Social Security Benefits Forecast: COLA Likely to Jump to 3% in 2022 

I can’t claim credit for this prediction, my tracking so far doesn’t get to 3%, but who knows, there is a long way to go and as we open the economy more and more a lot of pent up demand will be released.

Exclusive Social Security Benefits Forecast: COLA Likely to Jump to 3% in 2022

Source: Exclusive Social Security Benefits Forecast: COLA Likely to Jump to 3% in 2022 | Kiplinger

But keep in mind, nothing is free. A 3% COLA means higher inflation, like nearly double last year and that means higher prices.


    1. Last year the Trustees predicted the Part B premium to be $157.70 in 2022. But Congress kept premiums down artificially. Sooner or later there will be a catch-up.

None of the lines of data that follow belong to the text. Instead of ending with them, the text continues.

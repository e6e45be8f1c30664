//! REST endpoints for managing streams
//!
//! - `POST /streams` - Create a stream, optionally with a heartbeat producer
//! - `GET /streams` - List live stream IDs
//! - `GET /streams/:id` - Stream statistics
//! - `DELETE /streams/:id` - Delete a stream (idempotent)
//! - `POST /streams/:id/events` - Append an event

pub mod streams;

use axum::{
    http::{HeaderValue, StatusCode},
    response::{IntoResponse, Response},
    Json,
};
use serde::Serialize;

use crate::error::StreamError;
use crate::protocol::OLDEST_RETAINED_HEADER;
use crate::types::{EventId, StreamId};

/// API error response
#[derive(Debug, Serialize)]
pub struct ApiError {
    pub error: String,
    pub code: String,
    #[serde(skip)]
    status: StatusCode,
    #[serde(skip_serializing_if = "Option::is_none")]
    pub oldest_retained_id: Option<EventId>,
}

impl ApiError {
    fn new(status: StatusCode, code: &str, message: impl Into<String>) -> Self {
        Self {
            error: message.into(),
            code: code.to_string(),
            status,
            oldest_retained_id: None,
        }
    }

    pub fn not_found(message: impl Into<String>) -> Self {
        Self::new(StatusCode::NOT_FOUND, "NOT_FOUND", message)
    }

    pub fn bad_request(message: impl Into<String>) -> Self {
        Self::new(StatusCode::BAD_REQUEST, "BAD_REQUEST", message)
    }

    pub fn internal(message: impl Into<String>) -> Self {
        Self::new(StatusCode::INTERNAL_SERVER_ERROR, "INTERNAL_ERROR", message)
    }

    /// The requested resume point has been evicted
    pub fn events_lost(oldest_retained_id: EventId) -> Self {
        Self {
            oldest_retained_id: Some(oldest_retained_id),
            ..Self::new(
                StatusCode::GONE,
                "EVENTS_LOST",
                format!("events lost, oldest retained event is {oldest_retained_id}"),
            )
        }
    }

    pub fn status(&self) -> StatusCode {
        self.status
    }
}

impl From<StreamError> for ApiError {
    fn from(e: StreamError) -> Self {
        match e {
            StreamError::StreamNotFound(id) => Self::not_found(format!("stream {id} not found")),
            StreamError::EventsLost {
                oldest_retained_id, ..
            } => Self::events_lost(oldest_retained_id),
            e @ StreamError::ReservedEventType(_) => Self::bad_request(e.to_string()),
        }
    }
}

impl IntoResponse for ApiError {
    fn into_response(self) -> Response {
        let status = self.status;
        let oldest = self.oldest_retained_id;
        let mut response = (status, Json(self)).into_response();
        if let Some(id) = oldest {
            if let Ok(value) = HeaderValue::from_str(&id.to_string()) {
                response.headers_mut().insert(OLDEST_RETAINED_HEADER, value);
            }
        }
        response
    }
}

/// Parse a stream ID path segment
pub(crate) fn parse_stream_id(raw: &str) -> Result<StreamId, ApiError> {
    raw.parse()
        .map_err(|_| ApiError::bad_request(format!("invalid stream id: {raw}")))
}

  1. “Inflation Expectations in the United States increased to 3.09 percent in February from 3.05 percent in January of 2021”. source: Federal Reserve Bank of New York

    I believe that the CPI will be well above 2% (currently sitting at 1.7%) by the end of the year. Food is running at 3.6%, medical at 3%, overall energy is 2.4%. Some components of the energy figure are natural gas which is 6.7% and gasoline is at 6.4% for February. How will the supply and demand affect the gasoline prices as people start commuting again and traveling again? The government just dumped another $1.9 trillion into the economy which will add to the demand side without the available supply side of goods. I can verify that I still cannot buy some items from food to building supplies. There are local housing bubbles due to the covid-19 and people leaving big cities due to health and “peaceful protests” concerns which are making some housing markets overall prices out of whack.

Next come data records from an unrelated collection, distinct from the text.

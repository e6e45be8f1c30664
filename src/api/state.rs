//! Shared application state

use std::sync::Arc;
use std::time::Duration;

use crate::config::ServerConfig;
use crate::event_store::{EventStreamRepository, InMemoryRepository};
use crate::scheduler::EmissionScheduler;

/// State shared by every request handler
pub struct AppState {
    /// Registry of live streams
    pub repository: Arc<dyn EventStreamRepository>,

    /// Scheduler running heartbeat producers
    pub scheduler: Arc<EmissionScheduler>,

    /// Idle interval before a keep-alive comment is sent
    pub keep_alive: Duration,
}

impl AppState {
    pub fn new(
        repository: Arc<dyn EventStreamRepository>,
        scheduler: Arc<EmissionScheduler>,
        keep_alive: Duration,
    ) -> Self {
        Self {
            repository,
            scheduler,
            keep_alive,
        }
    }

    /// Build an in-memory repository and start a scheduler over it
    ///
    /// Must be called inside a Tokio runtime.
    pub fn from_config(config: &ServerConfig) -> Self {
        let repository: Arc<dyn EventStreamRepository> =
            Arc::new(InMemoryRepository::new(config.stream_capacity));
        let scheduler = Arc::new(EmissionScheduler::start(
            config.scheduler.clone(),
            Arc::clone(&repository),
        ));
        Self::new(repository, scheduler, config.keep_alive_interval)
    }
}

#[cfg(test)]
mod tests {
    use super::*;

    #[tokio::test]
    async fn test_from_config_uses_capacity() {
        let config = ServerConfig {
            stream_capacity: 3,
            keep_alive_interval: Duration::from_millis(250),
            ..ServerConfig::default()
        };
        let state = AppState::from_config(&config);
        assert_eq!(state.keep_alive, Duration::from_millis(250));

        let stream = state.repository.create();
        assert_eq!(stream.stats().capacity, 3);
        state.scheduler.shutdown().await;
    }
}
//! Stream management endpoints

use std::sync::Arc;

use axum::{
    extract::{Path, State},
    http::StatusCode,
    response::IntoResponse,
    Json,
};
use serde::{Deserialize, Serialize};
use tracing::{info, warn};

use super::{parse_stream_id, ApiError};
use crate::api::state::AppState;
use crate::event_store::RepositoryStats;
use crate::scheduler::{Heartbeat, SchedulerStats};
use crate::types::{EventId, NewEvent, StreamId};

/// Body of `POST /streams`
#[derive(Debug, Default, Deserialize)]
pub struct CreateStreamRequest {
    /// Attach a heartbeat producer to the new stream
    #[serde(default)]
    pub heartbeat: bool,
}

#[derive(Debug, Serialize, Deserialize)]
pub struct CreateStreamResponse {
    pub stream_id: StreamId,
}

#[derive(Debug, Serialize, Deserialize)]
pub struct ListStreamsResponse {
    pub streams: Vec<StreamId>,
    pub total: usize,
}

#[derive(Debug, Serialize, Deserialize)]
pub struct AppendEventResponse {
    pub id: EventId,
}

/// Body of `GET /stats`
#[derive(Debug, Serialize)]
pub struct ServerStats {
    pub streams: RepositoryStats,
    pub scheduler: SchedulerStats,
}

/// POST /streams - Create a stream
pub async fn create_stream(
    State(state): State<Arc<AppState>>,
    body: Option<Json<CreateStreamRequest>>,
) -> impl IntoResponse {
    let request = body.map(|Json(req)| req).unwrap_or_default();
    let stream = state.repository.create();
    let stream_id = stream.stream_id();

    if request.heartbeat {
        if let Err(e) = state.scheduler.schedule(stream_id, Arc::new(Heartbeat)) {
            warn!(stream_id = %stream_id, error = %e, "could not schedule heartbeat");
            state.repository.delete(&stream_id);
            return ApiError::internal(e.to_string()).into_response();
        }
    }

    info!(stream_id = %stream_id, heartbeat = request.heartbeat, "stream created via api");
    (StatusCode::CREATED, Json(CreateStreamResponse { stream_id })).into_response()
}

/// GET /streams - List live stream IDs
pub async fn list_streams(State(state): State<Arc<AppState>>) -> impl IntoResponse {
    let streams = state.repository.stream_ids();
    let total = streams.len();
    Json(ListStreamsResponse { streams, total })
}

/// GET /streams/:id - Stream statistics
pub async fn get_stream(
    State(state): State<Arc<AppState>>,
    Path(raw_id): Path<String>,
) -> impl IntoResponse {
    let stream_id = match parse_stream_id(&raw_id) {
        Ok(id) => id,
        Err(e) => return e.into_response(),
    };

    match state.repository.get(&stream_id) {
        Some(stream) => Json(stream.stats()).into_response(),
        None => ApiError::not_found(format!("stream {stream_id} not found")).into_response(),
    }
}

/// DELETE /streams/:id - Delete a stream; deleting twice is not an error
pub async fn delete_stream(
    State(state): State<Arc<AppState>>,
    Path(raw_id): Path<String>,
) -> impl IntoResponse {
    let stream_id = match parse_stream_id(&raw_id) {
        Ok(id) => id,
        Err(e) => return e.into_response(),
    };

    state.repository.delete(&stream_id);
    StatusCode::NO_CONTENT.into_response()
}

/// POST /streams/:id/events - Append an event
pub async fn append_event(
    State(state): State<Arc<AppState>>,
    Path(raw_id): Path<String>,
    Json(draft): Json<NewEvent>,
) -> impl IntoResponse {
    let stream_id = match parse_stream_id(&raw_id) {
        Ok(id) => id,
        Err(e) => return e.into_response(),
    };

    let Some(stream) = state.repository.get(&stream_id) else {
        return ApiError::not_found(format!("stream {stream_id} not found")).into_response();
    };

    match stream.append(draft) {
        Ok(event) => (
            StatusCode::CREATED,
            Json(AppendEventResponse { id: event.id }),
        )
            .into_response(),
        Err(e) => ApiError::from(e).into_response(),
    }
}

/// GET /stats - Aggregate repository and scheduler counters
pub async fn server_stats(State(state): State<Arc<AppState>>) -> impl IntoResponse {
    Json(ServerStats {
        streams: RepositoryStats::collect(state.repository.as_ref()),
        scheduler: state.scheduler.stats(),
    })
}
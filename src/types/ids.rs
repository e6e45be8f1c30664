//! Stream and event identifiers

use std::fmt;
use std::str::FromStr;

use serde::{Deserialize, Serialize};
use uuid::Uuid;

/// Opaque, globally unique identifier of one event stream
///
/// Generated once at stream creation and never reassigned, even after the
/// stream is deleted.
#[derive(Debug, Clone, Copy, PartialEq, Eq, Hash, Serialize, Deserialize)]
#[serde(transparent)]
pub struct StreamId(Uuid);

impl StreamId {
    /// Generate a fresh stream ID
    pub fn generate() -> Self {
        Self(Uuid::now_v7())
    }

    /// Wrap an existing UUID
    pub fn from_uuid(uuid: Uuid) -> Self {
        Self(uuid)
    }

    pub fn as_uuid(&self) -> &Uuid {
        &self.0
    }
}

impl fmt::Display for StreamId {
    fn fmt(&self, f: &mut fmt::Formatter<'_>) -> fmt::Result {
        write!(f, "{}", self.0.hyphenated())
    }
}

impl FromStr for StreamId {
    type Err = uuid::Error;

    fn from_str(s: &str) -> Result<Self, Self::Err> {
        Uuid::parse_str(s.trim()).map(Self)
    }
}

/// Position of an event within its stream
///
/// Strictly increasing per stream, starting at [`EventId::ORIGIN`].
#[derive(Debug, Clone, Copy, PartialEq, Eq, PartialOrd, Ord, Hash, Serialize, Deserialize)]
#[serde(transparent)]
pub struct EventId(u64);

impl EventId {
    /// The first ID handed out by every stream
    pub const ORIGIN: EventId = EventId(0);

    pub const fn new(value: u64) -> Self {
        Self(value)
    }

    pub const fn value(self) -> u64 {
        self.0
    }

    /// The ID following this one
    pub const fn next(self) -> Self {
        Self(self.0 + 1)
    }

    /// The ID preceding this one, `None` at the origin
    pub fn prev(self) -> Option<Self> {
        self.0.checked_sub(1).map(Self)
    }
}

impl fmt::Display for EventId {
    fn fmt(&self, f: &mut fmt::Formatter<'_>) -> fmt::Result {
        write!(f, "{}", self.0)
    }
}

impl FromStr for EventId {
    type Err = std::num::ParseIntError;

    fn from_str(s: &str) -> Result<Self, Self::Err> {
        s.trim().parse::<u64>().map(Self)
    }
}

impl From<u64> for EventId {
    fn from(value: u64) -> Self {
        Self(value)
    }
}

    Today and tomorrow the FOMC will meet. They had predicted that Fed interbank rate might stay at 0.25% until the end of 2022. We will see by the end of the week if they are worried about inflation.

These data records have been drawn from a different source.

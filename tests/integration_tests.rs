//! Integration tests for the event stream repository

use std::collections::HashSet;
use std::sync::Arc;
use std::thread;

use sse_streams::error::StreamError;
use sse_streams::event_store::RepositoryStats;
use sse_streams::{EventId, EventStreamRepository, InMemoryRepository, NewEvent};

fn setup_repository(capacity: usize) -> Arc<dyn EventStreamRepository> {
    Arc::new(InMemoryRepository::new(capacity))
}

fn ids(events: &[Arc<sse_streams::Event>]) -> Vec<u64> {
    events.iter().map(|e| e.id.value()).collect()
}

#[test]
fn test_stream_lifecycle() {
    let repo = setup_repository(16);
    let stream = repo.create();
    let stream_id = stream.stream_id();

    let assigned: Vec<u64> = ["a", "b", "c"]
        .iter()
        .map(|data| stream.append(NewEvent::new(*data)).unwrap().id.value())
        .collect();
    assert_eq!(assigned, vec![0, 1, 2]);

    let after_first = repo.read_after(&stream_id, Some(EventId::new(0))).unwrap();
    let pairs: Vec<(u64, &str)> = after_first
        .iter()
        .map(|e| (e.id.value(), e.data.as_str()))
        .collect();
    assert_eq!(pairs, vec![(1, "b"), (2, "c")]);

    assert!(repo.delete(&stream_id));
    assert!(repo.get(&stream_id).is_none());
    assert_eq!(
        repo.read_after(&stream_id, None).unwrap_err(),
        StreamError::StreamNotFound(stream_id)
    );
    // The caller's handle is closed too
    assert!(matches!(
        stream.read_after(None),
        Err(StreamError::StreamNotFound(_))
    ));
}

#[test]
fn test_eviction_boundary() {
    let repo = setup_repository(2);
    let stream = repo.create();
    for data in ["x", "y", "z"] {
        stream.append(NewEvent::new(data)).unwrap();
    }

    match stream.read_after(None) {
        Err(StreamError::EventsLost {
            oldest_retained_id, ..
        }) => assert_eq!(oldest_retained_id, EventId::new(1)),
        other => panic!("expected EventsLost, got {other:?}"),
    }

    // The reader saw x (id 0); y is the next event it needs and is retained
    let after_x = stream.read_after(Some(EventId::new(0))).unwrap();
    assert_eq!(ids(&after_x), vec![1, 2]);
    assert_eq!(after_x[1].data, "z");

    assert!(stream.read_after(Some(EventId::new(2))).unwrap().is_empty());
}

#[test]
fn test_lost_exactly_below_oldest_minus_one() {
    let repo = setup_repository(4);
    let stream = repo.create();
    for i in 0..20 {
        stream.append(NewEvent::new(i.to_string())).unwrap();
    }
    let oldest = stream.oldest_retained_id().value();
    assert_eq!(oldest, 16);

    for cursor in 0..20u64 {
        let result = stream.read_after(Some(EventId::new(cursor)));
        if cursor < oldest - 1 {
            assert!(matches!(result, Err(StreamError::EventsLost { .. })), "cursor {cursor}");
        } else {
            let events = result.unwrap();
            let expected: Vec<u64> = (cursor + 1..20).collect();
            assert_eq!(ids(&events), expected, "cursor {cursor}");
        }
    }
}

#[test]
fn test_concurrent_producers_single_total_order() {
    let repo = setup_repository(10_000);
    let stream = repo.create();
    let mut handles = vec![];

    for producer in 0..8 {
        let stream = Arc::clone(&stream);
        handles.push(thread::spawn(move || {
            let mut assigned = Vec::with_capacity(250);
            for seq in 0..250 {
                let event = stream
                    .append(NewEvent::new(format!("{producer}:{seq}")))
                    .unwrap();
                assigned.push(event.id.value());
            }
            assigned
        }));
    }

    let mut all_assigned = HashSet::new();
    for handle in handles {
        let assigned = handle.join().unwrap();
        // Each producer observes its own appends in increasing order
        assert!(assigned.windows(2).all(|w| w[0] < w[1]));
        for id in assigned {
            assert!(all_assigned.insert(id), "duplicate id {id}");
        }
    }
    assert_eq!(all_assigned.len(), 2000);

    let events = stream.read_after(None).unwrap();
    assert_eq!(ids(&events), (0..2000).collect::<Vec<u64>>());

    // Per-producer order is preserved within the total order
    for producer in 0..8 {
        let prefix = format!("{producer}:");
        let seqs: Vec<u32> = events
            .iter()
            .filter_map(|e| e.data.strip_prefix(&prefix))
            .map(|s| s.parse().unwrap())
            .collect();
        assert_eq!(seqs, (0..250).collect::<Vec<u32>>());
    }
}

#[test]
fn test_concurrent_readers_never_repeat() {
    let repo = setup_repository(64);
    let stream = repo.create();

    let writer = {
        let stream = Arc::clone(&stream);
        thread::spawn(move || {
            for i in 0..500 {
                stream.append(NewEvent::new(i.to_string())).unwrap();
            }
        })
    };

    let readers: Vec<_> = (0..4)
        .map(|_| {
            let stream = Arc::clone(&stream);
            thread::spawn(move || {
                let mut cursor: Option<EventId> = None;
                let mut last_seen: Option<u64> = None;
                let mut lost = 0;
                while last_seen != Some(499) {
                    match stream.read_after(cursor) {
                        Ok(events) => {
                            for event in events {
                                let id = event.id.value();
                                if let Some(prev) = last_seen {
                                    assert!(id > prev, "id {id} after {prev}");
                                }
                                last_seen = Some(id);
                                cursor = Some(event.id);
                            }
                        }
                        Err(StreamError::EventsLost {
                            oldest_retained_id, ..
                        }) => {
                            // Resync just before the oldest retained event
                            lost += 1;
                            cursor = oldest_retained_id.prev();
                        }
                        Err(e) => panic!("unexpected error {e}"),
                    }
                    thread::yield_now();
                }
                lost
            })
        })
        .collect();

    writer.join().unwrap();
    for reader in readers {
        reader.join().unwrap();
    }
}

#[test]
fn test_concurrent_create_and_delete() {
    let repo = setup_repository(8);
    let mut handles = vec![];

    for _ in 0..8 {
        let repo = Arc::clone(&repo);
        handles.push(thread::spawn(move || {
            let mut kept = vec![];
            for i in 0..50 {
                let stream = repo.create();
                stream.append(NewEvent::new("e")).unwrap();
                if i % 2 == 0 {
                    assert!(repo.delete(&stream.stream_id()));
                } else {
                    kept.push(stream.stream_id());
                }
            }
            kept
        }));
    }

    let mut kept = HashSet::new();
    for handle in handles {
        kept.extend(handle.join().unwrap());
    }

    assert_eq!(repo.len(), 200);
    assert_eq!(kept.len(), 200);
    assert_eq!(repo.stream_ids().into_iter().collect::<HashSet<_>>(), kept);

    let stats = RepositoryStats::collect(repo.as_ref());
    assert_eq!(stats.stream_count, 200);
    assert_eq!(stats.retained_events, 200);
}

    1. 3%+ cola will not help much, if the Medicare premium goes up $ 15 per month just to catchup and stay even with inflation, it means my wife and I will see just a $10 increase per month in our total SS benefit with a 3% cola. I just purchased NY strip steaks at Sam’s Club for $9.99 per pound, up from $7.99 per pound 6 months ago, that is a 25% increase. Gasoline’s average price just jumped another 9 cents in a week. By the time summer driving season arrives, we will be over $3 per gallon nation wide. I purchased gasoline for $1.94 on Feb 10th, Today it is $2.39, that is a 23% increase in just 5 weeks. I have traveled over 6,000 miles since Sept 2, 2020 and still have at least 2,200 miles to go to get back home sometime in April / May. Going to have to stay home until 2023, before another road trip at these prices, for everything.


    2. FOMC update 3-17-21
      Feds expect 2.4% inflation for 2021.
      4.5% unemployment by the end of the year.
      Keeping the interbank rate near zero percent until 2023.

      It doesn’t make sense to me. In the past the Feds want 2% inflation with 4-4.5% unemployment. On my trip last week to Green Bay, WI, one restaurant could not hire help because people were making more money to stay home. So we are going to have 4.5% unemployment by the end of the year?

      Interbank rate near zero percent with any kind of inflation will continue to hurt retirees as an unintended consequence.


      1. The Banksters are making out like bandits, getting cheap money from the FED and loaning it out at 20% to 36%+ to people stupid enough to carry a balance on a credit card. They are even making plenty of money on Home and Auto loans, because the amounts borrowed are so much higher than they were 30 to 40 years ago. Yet I only earned 29 cents last month in interest on my $3,000 emergency fund savings account. The only thing I am doing that seems good is earning 3 to 5 % cash back using credit cards to purchase everything and paying statement balance each month. Cash back – the new savings account, lol. I just checked my credit score Equifax – 801, Transunion – 810.

        Being a low income worker my entire life, never made more than $35,000 (1994) per year. Average income per year 1971 to 2006, $11,400. I quit working at age 50, living on a small USAF pension, needs of family were much more important than making a few extra bucks @ $8.50 per hour. I noticed that many of my peers that continued to work, even with pay raises, there standard of living was still going down every year. I have learned the best way to improve your standard of living, is do not have any credit card debt and only spend money on needs, wants are something I cannot afford. I purchased only used cars from 1986 until 2020, for cash. Now I have the income to be able to afford a new car lease.